Nun meine einfache, aber wesentlich bessere Lösung :
*Material:* ein 2- 3,5 cm breiter bis 50 cm langer elastischer Gurtgummi wird fest um die Peniswurzel gewickelt und bildet so einen elastischen Verband, der die Venen abdrückt. 
Ein Stück Rollenpflaster befestigt die letzte Tour. 
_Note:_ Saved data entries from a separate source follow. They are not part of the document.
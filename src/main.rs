use std::path::PathBuf;
use std::process;
use std::time::Duration;

use anyhow::{Context, Result};
use clap::{Parser, Subcommand};
use colored::*;
use serde_json::{json, Value};

use fairfound_agents::api::{explanation_for, JobManager, JobRequest};
use fairfound_agents::{logging, Config};

#[derive(Parser)]
#[command(author, version, about, long_about = None)]
struct Cli {
    /// Config file (defaults to the user config directory)
    #[arg(short, long, global = true)]
    config: Option<PathBuf>,

    /// Log level: error, warn, info, debug, trace
    #[arg(short, long, global = true)]
    log_level: Option<String>,

    #[command(subcommand)]
    command: Command,
}

#[derive(Subcommand)]
enum Command {
    /// Score a profile and print the pipeline result with its explanation
    Run {
        /// JSON file with form_fields, cv_data, github_data and portfolio_data
        #[arg(short, long)]
        input: PathBuf,

        /// Owner of the profile
        #[arg(short, long, default_value = "cli-user")]
        user_id: String,
    },
    /// List registered agents
    Agents,
    /// Print the execution order
    Plan,
    /// Print the registry health report
    Health,
    /// Print the effective configuration as TOML
    Config,
}

#[tokio::main]
async fn main() -> Result<()> {
    let cli = Cli::parse();

    let config = match &cli.config {
        Some(path) => {
            let mut config = Config::from_file(path).with_context(|| format!("loading {}", path.display()))?;
            config.apply_env();
            config.validate()?;
            config
        }
        None => Config::load().context("loading configuration")?,
    };
    let level = cli.log_level.clone().unwrap_or_else(|| config.log_level.clone());
    // A second subscriber is only possible in tests; ignore it here
    let _ = logging::init(&level);

    match cli.command {
        Command::Run { input, user_id } => run(config, input, user_id).await,
        Command::Agents => {
            let manager = JobManager::new(config)?;
            for agent in manager.list_registered_agents() {
                let d = &agent.descriptor;
                let deps = if d.dependencies.is_empty() {
                    "-".to_string()
                } else {
                    d.dependencies.iter().cloned().collect::<Vec<_>>().join(", ")
                };
                println!(
                    "{:<22} {:<10} {:<9} deps: {}",
                    d.id.bright_white().bold(),
                    format!("{:?}", d.kind).to_lowercase(),
                    if d.required { "required".green() } else { "optional".yellow() },
                    deps
                );
            }
            Ok(())
        }
        Command::Plan => {
            let manager = JobManager::new(config)?;
            let order = manager.registry().execution_order()?;
            for (i, id) in order.iter().enumerate() {
                println!("{:>3}. {}", i + 1, id);
            }
            Ok(())
        }
        Command::Health => {
            let manager = JobManager::new(config)?;
            let report = manager.registry().health_report();
            let status = if report.plannable { "plannable".bright_green() } else { "not plannable".bright_red() };
            println!("{} {} agents, {}", "Registry:".bright_yellow(), report.agent_count, status);
            for missing in &report.missing_dependencies {
                println!("  {} {} -> {}", "missing".red(), missing.agent, missing.dependency);
            }
            if let Some(cycle) = &report.cycle {
                println!("  {} {}", "cycle".red(), cycle.join(" -> "));
            }
            println!("{}", serde_json::to_string_pretty(&report)?);
            Ok(())
        }
        Command::Config => {
            print!("{}", config.to_toml()?);
            Ok(())
        }
    }
}

async fn run(config: Config, input: PathBuf, user_id: String) -> Result<()> {
    let raw = tokio::fs::read_to_string(&input)
        .await
        .with_context(|| format!("reading {}", input.display()))?;
    let payload: Value = serde_json::from_str(&raw).with_context(|| format!("parsing {}", input.display()))?;

    let wait = config.orchestrator.pipeline_timeout() + Duration::from_secs(5);
    let manager = JobManager::new(config)?;
    let job_id = manager.submit_job(JobRequest { user_id, input: payload }).await?;
    let result = manager.wait_for(&job_id, wait).await?;
    let explanation = explanation_for(&result).ok();

    println!(
        "{}",
        serde_json::to_string_pretty(&json!({ "result": result, "explanation": explanation }))?
    );
    if !result.is_success() {
        eprintln!(
            "{} {}",
            "[ERROR]".bright_red(),
            result.error.as_deref().unwrap_or("pipeline did not complete")
        );
        process::exit(1);
    }
    Ok(())
}
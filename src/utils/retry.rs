use std::future::Future;

use tokio::time::{sleep, Duration};

use crate::config::OrchestratorConfig;

/// Exponential backoff schedule with a cap
#[derive(Debug, Clone, Copy, PartialEq, Eq)]
pub struct RetryPolicy {
    /// Attempts including the first one
    pub max_attempts: u32,
    /// Delay after the first failed attempt
    pub base_delay: Duration,
    /// Ceiling for any single delay
    pub max_delay: Duration,
}

impl RetryPolicy {
    /// Creates a policy; `max_attempts` is raised to at least one
    pub fn new(max_attempts: u32, base_delay: Duration, max_delay: Duration) -> Self {
        Self {
            max_attempts: max_attempts.max(1),
            base_delay,
            max_delay,
        }
    }

    /// Policy built from the orchestrator section of the config
    pub fn from_config(config: &OrchestratorConfig) -> Self {
        Self::new(
            config.max_attempts,
            Duration::from_millis(config.base_delay_ms),
            Duration::from_millis(config.max_delay_ms),
        )
    }

    /// Delay to wait after failed attempt number `attempt` (1-based)
    pub fn delay_for(&self, attempt: u32) -> Duration {
        let shift = attempt.saturating_sub(1).min(20);
        self.base_delay.saturating_mul(1u32 << shift).min(self.max_delay)
    }
}

impl Default for RetryPolicy {
    fn default() -> Self {
        Self::from_config(&OrchestratorConfig::default())
    }
}

/// Runs `f` until it succeeds, the error is not retryable, or attempts run out
///
/// Returns the last result together with the number of attempts made.
/// `f` receives the 1-based attempt number.
pub async fn with_retry<F, Fut, T, E, P>(policy: &RetryPolicy, f: F, should_retry: P) -> (Result<T, E>, u32)
where
    F: FnMut(u32) -> Fut,
    Fut: Future<Output = Result<T, E>>,
    P: Fn(&E) -> bool,
{
    with_retry_notify(policy, f, should_retry, |_, _, _| {}).await
}

/// Same as [`with_retry`], calling `on_retry(attempt, error, delay)` before each backoff sleep
pub async fn with_retry_notify<F, Fut, T, E, P, N>(
    policy: &RetryPolicy,
    mut f: F,
    should_retry: P,
    mut on_retry: N,
) -> (Result<T, E>, u32)
where
    F: FnMut(u32) -> Fut,
    Fut: Future<Output = Result<T, E>>,
    P: Fn(&E) -> bool,
    N: FnMut(u32, &E, Duration),
{
    let mut attempt = 0;
    loop {
        attempt += 1;
        match f(attempt).await {
            Ok(value) => return (Ok(value), attempt),
            Err(e) => {
                if attempt >= policy.max_attempts || !should_retry(&e) {
                    return (Err(e), attempt);
                }
                let delay = policy.delay_for(attempt);
                on_retry(attempt, &e, delay);
                if !delay.is_zero() {
                    sleep(delay).await;
                }
            }
        }
    }
}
Falls Ihr den Gurtgummi nicht im Nähkästchen findet, so gibt es im Nähgeschäft eine größere Auswahl in allen Farben, Breiten und Elastizität. Ich selbst habe einen breiten und einen schmalen Gummi. 
Die eleganteste Ausführung ist das Gummiband mit Klettverschluss, wie wir ihn einst nach der OP zum Halten des Beinurinbeutels verwendet haben. Im Sanitätsfachgeschäft oder Apotheken kann man dieses Band meist nach Bestellung (auch ohne Rezept) erwerben.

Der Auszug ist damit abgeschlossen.